История свердловского рока 1961-1991 От «Эльмашевских Битлов» до «Смысловых галлюцинаций» — страница 12 из 130

Впрочем, на этот счет существуют и прямо противоположные мнения. Евгений Писак, который не только окончил эстрадное отделение, но и успел попреподавать на нем, в превосходных степенях отзывается о своих педагогах: «Живя в Израиле, мне приходится общаться со многими музыкантами, в том числе окончившими Беркли или Джуллиард. В плане музыкальной грамотности, логики построения пьесы наш Арсений Попович дал мне такое образование, что я чувствую себя с ними абсолютно наравне, а иногда и повыше. И Валерий Куцанов был фантастическим учителем сольфеджио и гармонии. Благодаря своему широчайшему по тем временам музыкальному кругозору, он рассказывал вещи, о которых в других местах узнать было невозможно. Он не страдал педантизмом и к любому мнению относился с большим уважением».

Александр Пантыкин вообще считает специальное образование краеугольным камнем музыкального творчества: «Неважно, на каком отделении ты учишься — на народных инструментах, хоровом или музыковедческом, — главное, как развивается твое музыкальное нутро. А если оно развивается, да вдобавок ты еще получаешь солидную порцию знаний — ты способен на все! По моему глубочайшему убеждению, музыкальное образование сильно провоцирует сочинение музыки. Композиторское нутро у многих есть, но неразвитое. Если тебе боженька диктует мелодию и гармонию — здорово! Образование в таком случае необходимо, чтобы настроить канал, по которому в голову поступает эта информация.
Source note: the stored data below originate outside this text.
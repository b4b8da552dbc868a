//! tagsd - tag directory daemon
//!
//! Serves the tag directory over line-delimited JSON-RPC on stdio and runs the daily
//! cleanup in the background. stdout carries protocol traffic only; logs go to stderr
//! and to `<home>/logs/tagsd.log`.
//!
//! Environment:
//! - `TAGS_HOME`: state directory (default `~/.tagsd`)
//! - `TAGS_DB_PATH`: SQLite file (default `<home>/tags.db`)
//! - `TAGS_CONFIG`: YAML config (default `<home>/config.yaml`)
//! - `TAGS_ROSTER`: YAML member roster (default `<home>/roster.yaml`)
//! - `RUST_LOG` / `TAGS_LOG_LEVEL`: log filter

mod console;
mod handler;

use std::path::PathBuf;
use std::sync::Arc;
use std::time::Duration;

use anyhow::{Context, Result};
use tagsd_core::{
    ChatTransport, CleanupScheduler, IdentityResolver, ReactionBus, TagService, TagsConfig,
    TagsDB, TieredResolver,
};
use tagsd_rpc::{outbound_channel, RpcServer};
use tracing::{error, info};

use crate::console::{ConsoleTransport, MemberCache, RosterResolver};
use crate::handler::TagsToolHandler;

/// How long a seen display name is trusted before asking the roster again
const MEMBER_CACHE_TTL: Duration = Duration::from_secs(10 * 60);

fn tags_home() -> PathBuf {
    if let Some(home) = env_path("TAGS_HOME") {
        return home;
    }
    dirs::home_dir()
        .map(|h| h.join(".tagsd"))
        .unwrap_or_else(|| PathBuf::from(".tagsd"))
}

fn env_path(var: &str) -> Option<PathBuf> {
    std::env::var(var).ok().map(PathBuf::from)
}

fn db_path(home: &std::path::Path) -> PathBuf {
    env_path("TAGS_DB_PATH").unwrap_or_else(|| home.join("tags.db"))
}

fn config_path(home: &std::path::Path) -> PathBuf {
    env_path("TAGS_CONFIG").unwrap_or_else(|| home.join("config.yaml"))
}

fn roster_path(home: &std::path::Path) -> PathBuf {
    env_path("TAGS_ROSTER").unwrap_or_else(|| home.join("roster.yaml"))
}

fn log_level(rust_log: Option<String>, tags_log: Option<String>) -> String {
    if let Some(v) = rust_log {
        return v;
    }
    match tags_log.as_deref() {
        Some("silent") => "off".to_string(),
        Some("fatal") => "error".to_string(),
        Some(other) => other.to_string(),
        None => "info".to_string(),
    }
}

fn log_filter() -> tracing_subscriber::EnvFilter {
    let level = log_level(
        std::env::var("RUST_LOG").ok(),
        std::env::var("TAGS_LOG_LEVEL").ok(),
    );
    tracing_subscriber::EnvFilter::try_new(level)
        .unwrap_or_else(|_| tracing_subscriber::EnvFilter::new("warn"))
}

#[tokio::main]
async fn main() -> Result<()> {
    let home = tags_home();
    std::fs::create_dir_all(&home)
        .with_context(|| format!("creating {}", home.display()))?;

    // stderr + daily file
    let log_dir = home.join("logs");
    std::fs::create_dir_all(&log_dir).ok();
    let file_appender = tracing_appender::rolling::daily(&log_dir, "tagsd.log");
    let (non_blocking, _guard) = tracing_appender::non_blocking(file_appender);

    use tracing_subscriber::layer::SubscriberExt;
    use tracing_subscriber::util::SubscriberInitExt;

    tracing_subscriber::registry()
        .with(log_filter())
        .with(tracing_subscriber::fmt::layer().with_writer(std::io::stderr))
        .with(
            tracing_subscriber::fmt::layer()
                .with_writer(non_blocking)
                .with_ansi(false),
        )
        .init();

    let config = TagsConfig::load(config_path(&home)).context("loading config")?;
    let db_path = db_path(&home);
    let db = Arc::new(
        TagsDB::open(&db_path).with_context(|| format!("opening {}", db_path.display()))?,
    );
    info!(db = ?db_path, storage_key = %config.storage_key, "Database opened");

    let bus = ReactionBus::new();
    let (outbound, outbound_rx) = outbound_channel();
    let transport: Arc<dyn ChatTransport> = Arc::new(ConsoleTransport::new(outbound.clone()));

    let members = Arc::new(MemberCache::new(MEMBER_CACHE_TTL));
    let roster = Arc::new(RosterResolver::new(roster_path(&home)));
    let resolver: Arc<dyn IdentityResolver> = Arc::new(TieredResolver::new(
        Arc::clone(&members),
        Arc::clone(&roster),
    ));

    let service = Arc::new(TagService::new(
        db,
        transport,
        Arc::clone(&resolver),
        Arc::clone(&bus),
        &config,
    ));
    let scheduler = CleanupScheduler::new(Arc::clone(&service), &config).start();

    let handler = TagsToolHandler::new(service, bus, members, roster, resolver);
    let server = RpcServer::with_outbound(handler, outbound, outbound_rx);

    tokio::select! {
        result = server.run() => {
            if let Err(e) = result {
                error!(error = %e, "JSON-RPC server failed");
            }
        }
        _ = tokio::signal::ctrl_c() => {
            info!("Received ctrl-c, shutting down");
        }
    }

    scheduler.shutdown().await;
    info!("tagsd stopped");
    Ok(())
}
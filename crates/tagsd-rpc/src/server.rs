//! Line-delimited JSON-RPC server
//!
//! Every outgoing line (responses and notifications) goes through one outbound queue
//! drained by a single writer task, so lines never interleave. `tools/call` requests
//! run on their own tasks: an `add` waiting on its confirmation must not block the
//! `tags_react` call that answers it.

use std::sync::Arc;

use serde_json::{json, Value};
use tokio::io::{AsyncBufReadExt, AsyncRead, AsyncWrite, AsyncWriteExt, BufReader};
use tokio::sync::{mpsc, oneshot};
use tokio::task::JoinSet;
use tracing::{debug, info, warn};

use crate::protocol::{self, Notification, Request, RequestId, Response, RpcError};
use crate::tools::{self, ToolResult};

const SERVER_NAME: &str = "tagsd";
const SERVER_VERSION: &str = env!("CARGO_PKG_VERSION");
const PROTOCOL_VERSION: &str = "2024-11-05";

#[async_trait::async_trait]
pub trait ToolHandler: Send + Sync {
    async fn call(&self, name: &str, arguments: Value) -> ToolResult;
}

/// Cloneable handle for pushing lines to the client
#[derive(Clone)]
pub struct Outbound {
    tx: mpsc::UnboundedSender<String>,
}

impl Outbound {
    /// Queue a notification. Returns false once the writer is gone.
    pub fn notify(&self, method: &str, params: Value) -> bool {
        match protocol::to_line(&Notification::new(method, params)) {
            Ok(line) => self.tx.send(line).is_ok(),
            Err(e) => {
                warn!(method, error = %e, "Failed to encode notification");
                false
            }
        }
    }

    fn respond(&self, response: &Response) {
        match protocol::to_line(response) {
            Ok(line) => {
                debug!("Sending: {}", line);
                if self.tx.send(line).is_err() {
                    warn!("Outbound queue closed, dropping response");
                }
            }
            Err(e) => warn!(error = %e, "Failed to encode response"),
        }
    }
}

/// Create the outbound queue ahead of the server, for collaborators that need to
/// emit notifications
pub fn outbound_channel() -> (Outbound, mpsc::UnboundedReceiver<String>) {
    let (tx, rx) = mpsc::unbounded_channel();
    (Outbound { tx }, rx)
}

pub struct RpcServer<H: ToolHandler + 'static> {
    handler: Arc<H>,
    outbound: Outbound,
    outbound_rx: mpsc::UnboundedReceiver<String>,
}

impl<H: ToolHandler + 'static> RpcServer<H> {
    pub fn new(handler: H) -> Self {
        let (outbound, outbound_rx) = outbound_channel();
        Self::with_outbound(handler, outbound, outbound_rx)
    }

    pub fn with_outbound(
        handler: H,
        outbound: Outbound,
        outbound_rx: mpsc::UnboundedReceiver<String>,
    ) -> Self {
        RpcServer {
            handler: Arc::new(handler),
            outbound,
            outbound_rx,
        }
    }

    pub fn outbound(&self) -> Outbound {
        self.outbound.clone()
    }

    /// Serve stdin/stdout until EOF
    pub async fn run(self) -> anyhow::Result<()> {
        info!("Starting JSON-RPC server on stdio");
        self.run_with(tokio::io::stdin(), tokio::io::stdout()).await
    }

    /// Serve any reader/writer pair until the reader hits EOF. In-flight calls are
    /// allowed to finish and everything queued is flushed before returning.
    pub async fn run_with<R, W>(self, reader: R, writer: W) -> anyhow::Result<()>
    where
        R: AsyncRead + Unpin,
        W: AsyncWrite + Unpin + Send + 'static,
    {
        let RpcServer {
            handler,
            outbound,
            outbound_rx,
        } = self;

        let (stop_tx, stop_rx) = oneshot::channel();
        let writer_task = tokio::spawn(write_lines(writer, outbound_rx, stop_rx));

        let mut reader = BufReader::new(reader);
        let mut in_flight = JoinSet::new();
        let mut line = String::new();
        loop {
            line.clear();
            let bytes_read = reader.read_line(&mut line).await?;
            if bytes_read == 0 {
                info!("EOF received, shutting down");
                break;
            }

            let text = line.trim();
            if text.is_empty() {
                continue;
            }
            debug!("Received: {}", text);

            while in_flight.try_join_next().is_some() {}

            let request = match protocol::parse_request_str(text) {
                Ok(request) => request,
                Err(err) => {
                    outbound.respond(&Response::from_error(RequestId::Null, err));
                    continue;
                }
            };

            if request.method == "tools/call" && !request.is_notification() {
                let handler = Arc::clone(&handler);
                let outbound = outbound.clone();
                in_flight.spawn(async move {
                    let params = request.params.unwrap_or(Value::Null);
                    let response = handle_tools_call(handler.as_ref(), request.id, params).await;
                    outbound.respond(&response);
                });
                continue;
            }

            if let Some(response) = handle_request(request) {
                outbound.respond(&response);
            }
        }

        while in_flight.join_next().await.is_some() {}
        let _ = stop_tx.send(());
        writer_task.await??;
        Ok(())
    }
}

async fn write_lines<W>(
    mut writer: W,
    mut rx: mpsc::UnboundedReceiver<String>,
    mut stop: oneshot::Receiver<()>,
) -> std::io::Result<()>
where
    W: AsyncWrite + Unpin,
{
    loop {
        tokio::select! {
            line = rx.recv() => match line {
                Some(line) => write_line(&mut writer, &line).await?,
                None => break,
            },
            _ = &mut stop => {
                while let Ok(line) = rx.try_recv() {
                    write_line(&mut writer, &line).await?;
                }
                break;
            }
        }
    }
    Ok(())
}

async fn write_line<W: AsyncWrite + Unpin>(writer: &mut W, line: &str) -> std::io::Result<()> {
    writer.write_all(line.as_bytes()).await?;
    writer.write_all(b"\n").await?;
    writer.flush().await
}

/// Everything except `tools/call`. `None` for notifications.
fn handle_request(request: Request) -> Option<Response> {
    let id = request.id.clone();
    let method = request.method.as_str();

    if request.is_notification() {
        debug!(method, "Notification received");
        return None;
    }

    let response = match method {
        "initialize" => {
            info!("JSON-RPC client initialized");
            Response::success(
                id,
                json!({
                    "protocolVersion": PROTOCOL_VERSION,
                    "capabilities": { "tools": {} },
                    "serverInfo": { "name": SERVER_NAME, "version": SERVER_VERSION }
                }),
            )
        }
        "tools/list" => Response::success(id, json!({ "tools": tools::all_tools() })),
        "tools/call" => Response::from_error(
            id,
            RpcError::InvalidRequest("tools/call must carry an id".to_string()),
        ),
        "ping" => Response::success(id, json!({})),
        _ => {
            warn!("Unknown method: {}", method);
            Response::from_error(id, RpcError::MethodNotFound(method.to_string()))
        }
    };
    Some(response)
}

async fn handle_tools_call<H: ToolHandler + ?Sized>(
    handler: &H,
    id: RequestId,
    params: Value,
) -> Response {
    let name = match params.get("name").and_then(|v| v.as_str()) {
        Some(n) => n.to_string(),
        None => {
            return Response::from_error(
                id,
                RpcError::InvalidParams("Missing 'name' field".to_string()),
            );
        }
    };

    let arguments = params
        .get("arguments")
        .cloned()
        .unwrap_or(Value::Object(serde_json::Map::new()));

    if tools::get_tool(&name).is_none() {
        return Response::from_error(id, RpcError::InvalidParams(format!("Unknown tool: {}", name)));
    }

    debug!("Calling tool: {} with args: {:?}", name, arguments);
    let result = handler.call(&name, arguments).await;

    match serde_json::to_value(result) {
        Ok(value) => Response::success(id, value),
        Err(e) => Response::from_error(id, RpcError::InternalError(e.to_string())),
    }
}

#[cfg(test)]
mod tests {
    use super::*;
    use tokio::io::{duplex, AsyncReadExt};
    use tokio::sync::Notify;

    /// `tags_add` parks until a `tags_react` call arrives
    #[derive(Default)]
    struct GateHandler {
        released: Notify,
    }

    #[async_trait::async_trait]
    impl ToolHandler for GateHandler {
        async fn call(&self, name: &str, _arguments: Value) -> ToolResult {
            match name {
                "tags_add" => {
                    self.released.notified().await;
                    ToolResult::text("added")
                }
                "tags_react" => {
                    self.released.notify_one();
                    ToolResult::text("reacted")
                }
                _ => ToolResult::json(&json!({ "tool": name })),
            }
        }
    }

    async fn exchange(input: &str) -> Vec<Value> {
        let server = RpcServer::new(GateHandler::default());
        let (client_out, server_out) = duplex(64 * 1024);
        server
            .run_with(input.as_bytes(), server_out)
            .await
            .unwrap();

        let mut text = String::new();
        let mut client_out = client_out;
        client_out.read_to_string(&mut text).await.unwrap();
        text.lines()
            .map(|l| serde_json::from_str(l).unwrap())
            .collect()
    }

    fn call(id: i64, name: &str) -> String {
        json!({
            "jsonrpc": "2.0",
            "id": id,
            "method": "tools/call",
            "params": { "name": name, "arguments": {} }
        })
        .to_string()
    }

    #[tokio::test]
    async fn test_initialize_and_list() {
        let input = concat!(
            r#"{"jsonrpc":"2.0","id":1,"method":"initialize","params":{}}"#, "\n",
            r#"{"jsonrpc":"2.0","method":"notifications/initialized"}"#, "\n",
            r#"{"jsonrpc":"2.0","id":2,"method":"tools/list"}"#, "\n",
        );
        let responses = exchange(input).await;
        assert_eq!(responses.len(), 2);
        assert_eq!(responses[0]["result"]["serverInfo"]["name"], "tagsd");
        assert!(responses[1]["result"]["tools"].as_array().unwrap().len() > 5);
    }

    #[tokio::test]
    async fn test_blocked_call_does_not_block_later_calls() {
        let input = format!("{}\n{}\n", call(1, "tags_add"), call(2, "tags_react"));
        let responses = exchange(&input).await;

        assert_eq!(responses.len(), 2);
        // the react answer lands first, then the add it released
        assert_eq!(responses[0]["id"], 2);
        assert_eq!(responses[1]["id"], 1);
        assert_eq!(responses[1]["result"]["content"][0]["text"], "added");
    }

    #[tokio::test]
    async fn test_errors() {
        let input = format!(
            "{}\n{}\n{}\n",
            "not json",
            r#"{"jsonrpc":"2.0","id":5,"method":"resources/list"}"#,
            call(6, "tags_frobnicate"),
        );
        let mut responses = exchange(&input).await;
        responses.sort_by_key(|r| r["id"].as_i64().unwrap_or(0));

        assert_eq!(responses[0]["error"]["code"], -32700);
        assert_eq!(responses[1]["error"]["code"], -32601);
        assert_eq!(responses[2]["error"]["code"], -32602);
    }

    #[tokio::test]
    async fn test_notifications_are_flushed() {
        let server = RpcServer::new(GateHandler::default());
        assert!(server.outbound().notify("notifications/prompt", json!({ "text": "hello" })));

        let (mut client_out, server_out) = duplex(4096);
        server.run_with(&b""[..], server_out).await.unwrap();

        let mut text = String::new();
        client_out.read_to_string(&mut text).await.unwrap();
        let line: Value = serde_json::from_str(text.trim()).unwrap();
        assert_eq!(line["method"], "notifications/prompt");
        assert_eq!(line["params"]["text"], "hello");
    }
}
Опытному музыканту достаточно поймать из воздуха какие-то обрывки мелодии, просто ритмический рисунок — образование позволит ему из этого сделать законченное произведение. А человек необразованный не умеет этим каналом пользоваться. Что он уловил — то он и сыграл без всякой обработки». В вопросах сочинительства Пантыкину можно верить — он окончил не только музучилище, но и композиторский факультет Уральской консерватории. Кстати, в той же «Консерве», но на других факультетах, учились Андрей Балашов («Трек»), Юрий Хазин («Встречное движение»), Владимир Кощеев («Солярис»), Александр Попов («Флаг»)…
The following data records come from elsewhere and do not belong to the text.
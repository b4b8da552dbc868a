//! JSON-RPC 2.0 control surface for tagsd
//!
//! Line-delimited JSON over stdio. Clients call tools (`tools/list`, `tools/call`);
//! the daemon pushes confirmation prompts back as notifications.
//!
//! ```no_run
//! use tagsd_rpc::{RpcServer, ToolHandler, ToolResult};
//! use serde_json::Value;
//!
//! struct Echo;
//!
//! #[async_trait::async_trait]
//! impl ToolHandler for Echo {
//!     async fn call(&self, name: &str, _arguments: Value) -> ToolResult {
//!         ToolResult::text(name)
//!     }
//! }
//!
//! #[tokio::main]
//! async fn main() -> anyhow::Result<()> {
//!     RpcServer::new(Echo).run().await
//! }
//! ```

pub mod protocol;
pub mod server;
pub mod tools;

pub use protocol::{Notification, Request, RequestId, Response, RpcError};
pub use server::{outbound_channel, Outbound, RpcServer, ToolHandler};
pub use tools::{all_tools, get_tool, ToolContent, ToolDefinition, ToolResult};
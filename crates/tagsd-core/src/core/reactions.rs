//! Reaction Bus - in-process stream of reaction-added events
//!
//! Flow: chat gateway → publish() → every listener whose filter matches gets its
//! handler called inline. Handlers run on the delivery path, so they must not block;
//! the confirmation workflow's handler only resolves a oneshot.
//!
//! A listener lives exactly as long as its `Subscription`. Dropping the handle (or
//! calling `unsubscribe`) deregisters it once; later calls are no-ops.

use std::collections::HashMap;
use std::sync::atomic::{AtomicU64, Ordering};
use std::sync::{Arc, Mutex, MutexGuard, Weak};

use tracing::{debug, trace};

use crate::types::ReactionEvent;

/// Which events a listener wants: one message, one reacting user
#[derive(Debug, Clone, PartialEq, Eq)]
pub struct ReactionFilter {
    pub message_id: String,
    pub user_id: String,
}

impl ReactionFilter {
    pub fn matches(&self, event: &ReactionEvent) -> bool {
        event.message_id == self.message_id && event.user_id == self.user_id
    }
}

type Handler = Box<dyn FnMut(&ReactionEvent) + Send>;

struct Listener {
    filter: ReactionFilter,
    handler: Handler,
}

#[derive(Default)]
pub struct ReactionBus {
    listeners: Mutex<HashMap<u64, Listener>>,
    next_id: AtomicU64,
}

impl ReactionBus {
    pub fn new() -> Arc<Self> {
        Arc::new(Self::default())
    }

    fn listeners(&self) -> MutexGuard<'_, HashMap<u64, Listener>> {
        self.listeners.lock().unwrap_or_else(|e| e.into_inner())
    }

    /// Register a handler for events matching `filter`.
    ///
    /// The handler must not call back into the bus.
    pub fn subscribe<F>(self: &Arc<Self>, filter: ReactionFilter, handler: F) -> Subscription
    where
        F: FnMut(&ReactionEvent) + Send + 'static,
    {
        let id = self.next_id.fetch_add(1, Ordering::Relaxed);
        debug!(
            listener = id,
            message_id = %filter.message_id,
            user_id = %filter.user_id,
            "Reaction listener registered"
        );
        self.listeners().insert(
            id,
            Listener {
                filter,
                handler: Box::new(handler),
            },
        );
        Subscription {
            id,
            bus: Arc::downgrade(self),
            active: true,
        }
    }

    /// Deliver an event to matching listeners. Returns how many were called.
    pub fn publish(&self, event: &ReactionEvent) -> usize {
        let mut listeners = self.listeners();
        let mut delivered = 0;
        for listener in listeners.values_mut() {
            if listener.filter.matches(event) {
                (listener.handler)(event);
                delivered += 1;
            }
        }
        trace!(
            message_id = %event.message_id,
            user_id = %event.user_id,
            emoji = %event.emoji,
            delivered,
            "Reaction published"
        );
        delivered
    }

    pub fn listener_count(&self) -> usize {
        self.listeners().len()
    }

    fn remove(&self, id: u64) -> bool {
        self.listeners().remove(&id).is_some()
    }
}

/// Registration handle. Deregisters on drop.
pub struct Subscription {
    id: u64,
    bus: Weak<ReactionBus>,
    active: bool,
}

impl Subscription {
    /// Deregister now. Returns true only for the call that actually removed the listener.
    pub fn unsubscribe(&mut self) -> bool {
        if !self.active {
            return false;
        }
        self.active = false;
        let removed = self
            .bus
            .upgrade()
            .map(|bus| bus.remove(self.id))
            .unwrap_or(false);
        debug!(listener = self.id, removed, "Reaction listener deregistered");
        removed
    }

    pub fn is_active(&self) -> bool {
        self.active
    }
}

impl Drop for Subscription {
    fn drop(&mut self) {
        self.unsubscribe();
    }
}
О том, как влияет музыкальное образование на мозги и души рок-музыкантов, можно спорить долго. Фактом является то, что во второй половине 1980-х в свердловских группах, вырвавшихся на всесоюзный простор, устаканилось следующее распределение ролей: лидер (он же композитор) чаще всего был «любителем», а среди музыкантов неизбежно присутствовали «профессионалы». Они превращали необработанную, сырую музыкальную идею в сверкающую конструкцию, завораживавшую миллионы слушателей. Исключения из этого правила настолько редки, что лишь его подтверждают.

«…Играл на басу в школьной команде»(1975–1980. Переход к самостоятельному творчеству. «Сонанс»)

К середине 70-х звук электрогитары перестал быть для Свердловска чем-то экзотическим. Он органично вплелся в городской шум. Из окон студенческих общежитий доносилось «She loves you, ye-ye-ye» и что-то более тяжелое, но столь же англоязычное. В клубах и на танцах примерно такой же репертуар исполнялся вживую. Даже статусный, идеологически важный областной ежегодный конкурс советской песни проходил под аккомпанемент электрогитар и барабанов.

Рок-музыки (в безгранично широком толковании этого термина) стало много. По закону марксистской диалектики, количеству пора было переходить в качество. Говоря музыкальнее, вместо исполнения чужих песен настало время собственных композиций…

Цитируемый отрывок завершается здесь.